Maria Jirwe, PhD candidate, MSc, RN, Department of Neurobiology, Care Sciences and Society, Division of Nursing, Karolinska Institutet, Stockholms Sjukhem Foundation, Sweden; Kate Gerrish, PhD, MSc, RN, Professor, Centre for Health and Social Care Research, Sheffield Hallam University, UK; Azita Emami, Senior Lecturer, PhD, RN, Associate Professor, Department of Neurobiology, Care Sciences and Society, Division of Nursing, Karolinska Institutet, Stockholms Sjukhem Foundation, Sweden.

The multi-cultural composition of western societies continues to diversify as a result of globalisation, economic migration, and political strife, leading to an increase in asylum seekers and refugees (Brathwaite & Majumdar, 2006; Gebru & Willman, 2003; Pinikahana, Manias, & Happell, 2003; Suh, 2004). In Sweden, approximately 20% of the population was born in another country or one or both parents were (Swedish Statistical Central Bureau, 1999). The multi-cultural composition of today’s societies presents considerable challenges for health care providers (Campinha-Bacote, 2002; Gebru & Willman, 2003).

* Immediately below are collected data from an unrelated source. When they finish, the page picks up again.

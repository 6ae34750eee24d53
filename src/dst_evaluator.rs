use std::path::Path;

use indexmap::{IndexMap, IndexSet};
use log::{debug, info};
use serde::{Deserialize, Serialize};

use crate::{
    error::DstError,
    triple::{Triple, split_request_inform},
    utils::{load_json, write_json_to_file},
};

/// Predictions and gold annotations for one turn of the model output.
#[derive(Serialize, Deserialize, Clone, Debug, Default)]
pub struct TurnRecord {
    pub preds: Vec<Triple>,
    pub labels: Vec<Triple>,
    pub belief_state: Vec<Triple>, // gold state for joint goal
}

/// dialogue id -> turn id -> turn record
pub type ModelOutput = IndexMap<String, IndexMap<String, TurnRecord>>;

#[derive(Serialize, Deserialize, Clone, Copy, Debug, PartialEq)]
pub struct DstMetrics {
    pub turn_inform: f64,
    pub turn_request: f64,
    pub joint_goal: f64,
}

/// Classified triples of a single turn, kept for inspecting mistakes.
#[derive(Serialize, Deserialize, Clone, Debug, Default)]
pub struct TurnInspection {
    pub pred_inform: Vec<Triple>,
    pub gold_inform: Vec<Triple>,
    pub pred_request: Vec<Triple>,
    pub gold_request: Vec<Triple>,
}

#[derive(Serialize, Deserialize, Clone, Debug)]
pub struct EvaluationReport {
    pub metrics: DstMetrics,
    pub turns: IndexMap<String, IndexMap<String, TurnInspection>>,
}

/// Per-turn outcome of the three comparisons.
#[derive(Clone, Copy, Debug, PartialEq, Eq)]
pub struct TurnScore {
    pub inform: bool,
    pub request: bool,
    pub joint_goal: bool,
}

pub fn score_turn(turn: &TurnRecord) -> (TurnScore, TurnInspection) {
    let (gold_request, gold_inform) = split_request_inform(&turn.labels);
    let (pred_request, pred_inform) = split_request_inform(&turn.preds);

    // keep inform intents only, general intents are not part of the goal
    let pred_recovered: IndexSet<&Triple> =
        pred_inform.iter().filter(|t| !t.is_general()).collect();
    let gold_recovered: IndexSet<&Triple> = turn.belief_state.iter().collect();

    let score = TurnScore {
        inform: gold_inform == pred_inform,
        request: gold_request == pred_request,
        joint_goal: pred_recovered == gold_recovered,
    };
    let inspection = TurnInspection {
        pred_inform: pred_inform.into_iter().collect(),
        gold_inform: gold_inform.into_iter().collect(),
        pred_request: pred_request.into_iter().collect(),
        gold_request: gold_request.into_iter().collect(),
    };
    (score, inspection)
}

fn rounded_mean(scores: &[bool]) -> f64 {
    let hits = scores.iter().filter(|&&s| s).count();
    let mean = hits as f64 / scores.len() as f64;
    // ties go to even, e.g. 1/16 -> 0.062
    (mean * 1000.0).round_ties_even() / 1000.0
}

/// Averages turn inform, turn request and joint goal accuracy over every turn
/// of every dialogue. Fails with [`DstError::NoTurns`] when there is nothing to average.
pub fn eval_metrics(model_output: &ModelOutput) -> Result<EvaluationReport, DstError> {
    let mut inform = Vec::new();
    let mut request = Vec::new();
    let mut joint_goal = Vec::new();
    let mut turns = IndexMap::new();

    for (dialogue_idx, dialogue) in model_output.iter() {
        let mut turn_dict = IndexMap::new();
        for (turn_id, turn) in dialogue.iter() {
            let (score, inspection) = score_turn(turn);
            debug!(
                "Dialogue {} turn {}: inform={} request={} joint_goal={}",
                dialogue_idx, turn_id, score.inform, score.request, score.joint_goal
            );
            inform.push(score.inform);
            request.push(score.request);
            joint_goal.push(score.joint_goal);
            turn_dict.insert(turn_id.clone(), inspection);
        }
        turns.insert(dialogue_idx.clone(), turn_dict);
    }

    if inform.is_empty() {
        return Err(DstError::NoTurns);
    }

    let metrics = DstMetrics {
        turn_inform: rounded_mean(&inform),
        turn_request: rounded_mean(&request),
        joint_goal: rounded_mean(&joint_goal),
    };
    Ok(EvaluationReport { metrics, turns })
}

/// Evaluates a model output file and optionally stores the full report next to it.
pub fn evaluate_model_output_file(
    model_output_path: impl AsRef<Path>,
    report_path: Option<&Path>,
) -> Result<EvaluationReport, DstError> {
    let model_output: ModelOutput = load_json(model_output_path.as_ref())?;
    let report = eval_metrics(&model_output)?;
    info!(
        "Evaluated {} dialogues | turn_inform: {} | turn_request: {} | joint_goal: {}",
        model_output.len(),
        report.metrics.turn_inform,
        report.metrics.turn_request,
        report.metrics.joint_goal
    );
    if let Some(report_path) = report_path {
        write_json_to_file(report_path, &report)?;
        info!("Wrote evaluation report to {}", report_path.display());
    }
    Ok(report)
}

#[cfg(test)]
mod tests {
    use super::*;

    fn t(d: &str, s: &str, v: &str) -> Triple {
        Triple::new(d, s, v)
    }

    fn output_of(turns: Vec<(&str, &str, TurnRecord)>) -> ModelOutput {
        let mut output = ModelOutput::new();
        for (dialogue_idx, turn_id, record) in turns {
            output
                .entry(dialogue_idx.to_string())
                .or_default()
                .insert(turn_id.to_string(), record);
        }
        output
    }

    #[test]
    fn identical_predictions_score_perfectly() {
        let triples = vec![t("餐馆", "名称", "海底捞")];
        let record = TurnRecord {
            preds: triples.clone(),
            labels: triples.clone(),
            belief_state: triples,
        };
        let report = eval_metrics(&output_of(vec![("1", "0", record)])).unwrap();
        assert_eq!(
            report.metrics,
            DstMetrics {
                turn_inform: 1.0,
                turn_request: 1.0,
                joint_goal: 1.0
            }
        );
    }

    #[test]
    fn disjoint_predictions_score_zero() {
        let record = TurnRecord {
            preds: vec![t("餐馆-名称", "名称", "海底捞"), t("餐馆-评分", "Request", "")],
            labels: vec![t("酒店-名称", "名称", "如家"), t("酒店-电话", "Request", "")],
            belief_state: vec![t("酒店-名称", "名称", "如家")],
        };
        let report = eval_metrics(&output_of(vec![("1", "0", record)])).unwrap();
        assert_eq!(report.metrics.turn_inform, 0.0);
        assert_eq!(report.metrics.turn_request, 0.0);
        assert_eq!(report.metrics.joint_goal, 0.0);
    }

    #[test]
    fn general_intents_are_ignored_for_joint_goal() {
        let goal = t("餐馆", "名称", "海底捞");
        let general = t("餐馆", "none", "none");
        let record = TurnRecord {
            preds: vec![goal.clone(), general.clone()],
            labels: vec![goal.clone(), general],
            belief_state: vec![goal],
        };
        let report = eval_metrics(&output_of(vec![("1", "0", record)])).unwrap();
        assert_eq!(report.metrics.joint_goal, 1.0);
        assert_eq!(report.metrics.turn_inform, 1.0);
    }

    #[test]
    fn only_slot_and_value_both_none_count_as_general() {
        let goal = t("餐馆", "名称", "海底捞");
        let record = TurnRecord {
            preds: vec![goal.clone(), t("餐馆", "评分", "none")],
            labels: vec![],
            belief_state: vec![goal],
        };
        let (score, _) = score_turn(&record);
        assert!(!score.joint_goal);
    }

    #[test]
    fn order_and_duplicates_do_not_matter() {
        let a = t("酒店-价格", "价格", "200");
        let b = t("酒店-评分", "评分", "4.5");
        let record = TurnRecord {
            preds: vec![b.clone(), a.clone(), a.clone()],
            labels: vec![a.clone(), b.clone()],
            belief_state: vec![a, b],
        };
        let (score, inspection) = score_turn(&record);
        assert_eq!(
            score,
            TurnScore {
                inform: true,
                request: true,
                joint_goal: true
            }
        );
        assert_eq!(inspection.pred_inform.len(), 2);
    }

    #[test]
    fn averages_across_dialogues_and_rounds() {
        let good = t("景点-名称", "名称", "故宫");
        let bad = t("景点-名称", "名称", "天坛");
        let hit = TurnRecord {
            preds: vec![good.clone()],
            labels: vec![good.clone()],
            belief_state: vec![good.clone()],
        };
        let miss = TurnRecord {
            preds: vec![bad],
            labels: vec![good.clone()],
            belief_state: vec![good],
        };
        let output = output_of(vec![
            ("a", "0", hit.clone()),
            ("a", "1", miss),
            ("b", "0", hit),
        ]);
        let report = eval_metrics(&output).unwrap();
        assert_eq!(report.metrics.turn_inform, 0.667);
        assert_eq!(report.metrics.turn_request, 1.0);
        assert_eq!(report.metrics.joint_goal, 0.667);
        assert_eq!(report.turns["a"].len(), 2);
        assert_eq!(report.turns["b"]["0"].gold_inform.len(), 1);
    }

    fn joint_goal_over_sixteen_turns(hits: usize) -> f64 {
        let gold = t("酒店-名称", "名称", "如家");
        let wrong = t("酒店-名称", "名称", "汉庭");
        let mut dialogue = IndexMap::new();
        for i in 0..16 {
            let pred = if i < hits { gold.clone() } else { wrong.clone() };
            let record = TurnRecord {
                preds: vec![pred],
                labels: vec![gold.clone()],
                belief_state: vec![gold.clone()],
            };
            dialogue.insert(i.to_string(), record);
        }
        let mut output = ModelOutput::new();
        output.insert("1".to_string(), dialogue);
        eval_metrics(&output).unwrap().metrics.joint_goal
    }

    #[test]
    fn exact_ties_round_to_even() {
        assert_eq!(joint_goal_over_sixteen_turns(1), 0.062);
        assert_eq!(joint_goal_over_sixteen_turns(3), 0.188);
        assert_eq!(joint_goal_over_sixteen_turns(5), 0.312);
        assert_eq!(joint_goal_over_sixteen_turns(16), 1.0);
    }

    #[test]
    fn request_triples_are_reported_separately() {
        let request = t("餐馆-电话", "Request", "电话");
        let record = TurnRecord {
            preds: vec![request.clone()],
            labels: vec![request.clone()],
            belief_state: vec![],
        };
        let (score, inspection) = score_turn(&record);
        assert!(score.request && score.inform && score.joint_goal);
        assert_eq!(inspection.pred_request, vec![request.clone()]);
        assert_eq!(inspection.gold_request, vec![request]);
        assert!(inspection.pred_inform.is_empty());
    }

    #[test]
    fn empty_output_is_an_error() {
        let err = eval_metrics(&ModelOutput::new()).unwrap_err();
        assert!(matches!(err, DstError::NoTurns));

        let mut only_empty_dialogues = ModelOutput::new();
        only_empty_dialogues.insert("1".to_string(), IndexMap::new());
        assert!(matches!(
            eval_metrics(&only_empty_dialogues),
            Err(DstError::NoTurns)
        ));
    }

    #[test]
    fn parses_model_output_json() {
        let json = r#"{
            "1": {
                "0": {
                    "preds": [["餐馆-名称", "名称", "海底捞"]],
                    "labels": [["餐馆-名称", "名称", "海底捞"]],
                    "belief_state": [["餐馆-名称", "名称", "海底捞"]],
                    "context": "ignored"
                }
            }
        }"#;
        let output: ModelOutput = serde_json::from_str(json).unwrap();
        let report = eval_metrics(&output).unwrap();
        assert_eq!(report.metrics.joint_goal, 1.0);
    }
}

The term ‘cultural competence’ is used extensively in nursing literature, to refer to the multi-cultural knowledge base that nurses need, together with the ability to apply such knowledge in practice (CampinhaBacote, 2002; Leininger, 1999; Leuning, Swiggum, Wiegert, & McCullough-Zander, 2002). Culturally competent nurses are sensitive to cultural differences, and base their care on this. They also seek to challenge marginalization and discrimination (Gerrish & Papadopoulos, 1999; Meleis, 1999). Transcultural nursing is the field of study in helping nurses to become culturally competent.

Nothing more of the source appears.